Document-driven visualization represents a disruptively powerful innovation for visualization interoperability. It means that we can treat visualization in the same way that we treat the clear majority of data on the web.

But I'm having a mini-reawakening to the bigger picture in which we see the value in APIs and ultra-lean (and more secure) data transfer. When we tie into simulators we still use XML to configure the system, but in a way that tells it to use the API to connect to values directly as they come off a TCP/IP socket connection. The same is true for online collaboration. The object in these cases is to move data efficiently and reliably. There's no need to pull in all the DOM overhead and seldom any need to perform transformation of the data. (But even complex rules for converting Attribute types can be encoded into Objects that are then configurable through Reflection, Serialization, and ultimately XML. We call them "AttributeConverters.") The other network protocols (TCP/IP, UDP...not really FTP) contribute by giving us a lot more flexibility in terms of quality of service. Again, OO fundamentals are key. Object Reflection means we can get and set any attribute value in a standard the API. Any integration more complicated than that usually indicates that our core visualization capability is missing something. Ultimately we want to move closer to the GPU...I think...dual core processors also represent a new (finally stable) option for better performance laptops and PCs.

I digress. Document-driven viz is super neat, but it isn't everything. I suppose I'm just echoing a common theme in life. Not a Panacea. Not a Silverbullet. Not A Cure for World Hunger. Just the best thing I've seen in my brief career.

Wednesday, October 3, 2007

Thoughts on secure data publishing and transformation governance and best practices

I'm not a security guy, so maybe I'm out a limb here. Douglas Crockford recently called the DOM and huge security problem. I'm looking at a huge traceability and lack-of-symmetry problem. The problem I usually run into in big enterprises is not with permission to trace data, but the complete in ability to do so. When people can't trace data back to sources and when transformation processes are asymmetrical, it becomes extremely, exhorbitantly difficult to make sense from information; V&V goes out the door.

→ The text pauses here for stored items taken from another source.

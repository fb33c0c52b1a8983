// Copyright 2025-Present Datadog, Inc. https://www.datadoghq.com/
// SPDX-License-Identifier: Apache-2.0

//! Cycle-counter time source. Record timestamps are raw counter samples;
//! the checkpoint written at the head of each log file carries one
//! (counter, wall clock, counter rate) correspondence so the decoder can
//! turn them back into wall-clock times.

use std::sync::OnceLock;
use std::time::{Duration, Instant};

/// Samples the monotonic cycle counter. On x86-64 this is a single rdtsc;
/// elsewhere it falls back to monotonic nanoseconds, which
/// [`cycles_per_second`] reports accordingly.
#[inline]
pub fn rdtsc() -> u64 {
    #[cfg(target_arch = "x86_64")]
    {
        // SAFETY: RDTSC has no preconditions.
        unsafe { core::arch::x86_64::_rdtsc() }
    }
    #[cfg(not(target_arch = "x86_64"))]
    {
        static START: OnceLock<Instant> = OnceLock::new();
        let start = START.get_or_init(Instant::now);
        start.elapsed().as_nanos() as u64
    }
}

/// Counter ticks per second, calibrated once against the monotonic clock.
pub fn cycles_per_second() -> f64 {
    static RATE: OnceLock<f64> = OnceLock::new();
    *RATE.get_or_init(calibrate)
}

#[cfg(target_arch = "x86_64")]
fn calibrate() -> f64 {
    let wall_start = Instant::now();
    let cycles_start = rdtsc();
    while wall_start.elapsed() < Duration::from_millis(10) {
        std::hint::spin_loop();
    }
    let cycles = rdtsc().wrapping_sub(cycles_start);
    cycles as f64 / wall_start.elapsed().as_secs_f64()
}

#[cfg(not(target_arch = "x86_64"))]
fn calibrate() -> f64 {
    1.0e9
}

/// Converts a tick count to seconds.
pub fn to_seconds(cycles: u64) -> f64 {
    cycles as f64 / cycles_per_second()
}
// Copyright 2025-Present Datadog, Inc. https://www.datadoghq.com/
// SPDX-License-Identifier: Apache-2.0

//! Output buffers for the compression thread. Direct I/O requires the
//! source buffer (and the write length) to be 512-byte aligned, which a
//! `Vec` cannot promise, so these are allocated by hand.

use std::alloc::{alloc_zeroed, dealloc, Layout};
use std::ptr::NonNull;

/// Alignment of the output buffers and the write-length granularity under
/// `O_DIRECT`.
pub const BUFFER_ALIGNMENT: usize = 512;

/// A fixed-size, zero-initialized, 512-byte-aligned byte buffer.
pub struct AlignedBuf {
    ptr: NonNull<u8>,
    len: usize,
}

// SAFETY: the buffer is an owned allocation; nothing aliases it.
unsafe impl Send for AlignedBuf {}

impl AlignedBuf {
    pub fn zeroed(len: usize) -> anyhow::Result<AlignedBuf> {
        let layout = Layout::from_size_align(len, BUFFER_ALIGNMENT)?;
        anyhow::ensure!(len > 0, "aligned buffer must not be empty");
        // SAFETY: layout has non-zero size.
        let raw = unsafe { alloc_zeroed(layout) };
        let Some(ptr) = NonNull::new(raw) else {
            anyhow::bail!("could not allocate a {len}-byte output buffer");
        };
        Ok(AlignedBuf { ptr, len })
    }

    #[inline]
    pub fn len(&self) -> usize {
        self.len
    }

    #[inline]
    pub fn is_empty(&self) -> bool {
        self.len == 0
    }

    #[inline]
    pub fn as_slice(&self) -> &[u8] {
        // SAFETY: the allocation is live and exclusively owned.
        unsafe { std::slice::from_raw_parts(self.ptr.as_ptr(), self.len) }
    }

    #[inline]
    pub fn as_mut_slice(&mut self) -> &mut [u8] {
        // SAFETY: the allocation is live and exclusively owned.
        unsafe { std::slice::from_raw_parts_mut(self.ptr.as_ptr(), self.len) }
    }
}

impl Drop for AlignedBuf {
    fn drop(&mut self) {
        // The layout cannot fail: it succeeded at allocation time.
        if let Ok(layout) = Layout::from_size_align(self.len, BUFFER_ALIGNMENT) {
            // SAFETY: allocated with the identical layout in `zeroed`.
            unsafe { dealloc(self.ptr.as_ptr(), layout) };
        }
    }
}

#[cfg(test)]
mod tests {
    use super::*;

    #[test]
    fn alignment_and_zeroing() {
        let mut buf = AlignedBuf::zeroed(4096).unwrap();
        assert_eq!(0, buf.as_slice().as_ptr() as usize % BUFFER_ALIGNMENT);
        assert!(buf.as_slice().iter().all(|&b| b == 0));
        buf.as_mut_slice()[7] = 0xAB;
        assert_eq!(0xAB, buf.as_slice()[7]);
        assert_eq!(4096, buf.len());
    }

    #[test]
    fn zero_length_rejected() {
        assert!(AlignedBuf::zeroed(0).is_err());
    }
}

Data exports should pass metadata describing, at minimum, their immediate source, and any transformation applied by that source when producing the data. This metadata forms a singly-linked, directed list from data targets to their sources (ex., from an Excel spreadsheet back to a System Architect model). The link list can be followed only by persons and systems having clearance to do so.


Better traceability and symmetry in the data transformation and publishing process

Specification for metadata:

Required field: URL for source

Required field: Security Classification of source

Required field: Security Classification of metadata and traceability permission

Required field: Timestamp

Required field: Author, publisher name

Optional field: Name (aliases?) of source

Optional field: Name (aliases?) of transformation

Optional field: URL for transformation, when used (bad practice to not include when present)

Optional field: Description of source

Optional field: Description of transformation

Technical Requirements:

It is the producer's responsibility to describe itself by placing metadata into the exported target's DOM. This is not a "must" requirement. Data producers have the right to be anonymous.

Use Cases:

Cleared receivers of data can trace data back to the data's source by following a hyperlink to the source, or to metadata when the source is incapable of acting as an Internet asset. The link chain can be followed as long as the tracer has clearance to go to the previous node, i.e., to visit a URL. The burden for granting or denying access to URLs is already maintained by existing systems (ex., Web server permissions, CAC).

Traceability is stopped by denying permission to get to the URL for the source .

Metadata is scrubbed by pruning its node(s) from target's DOM.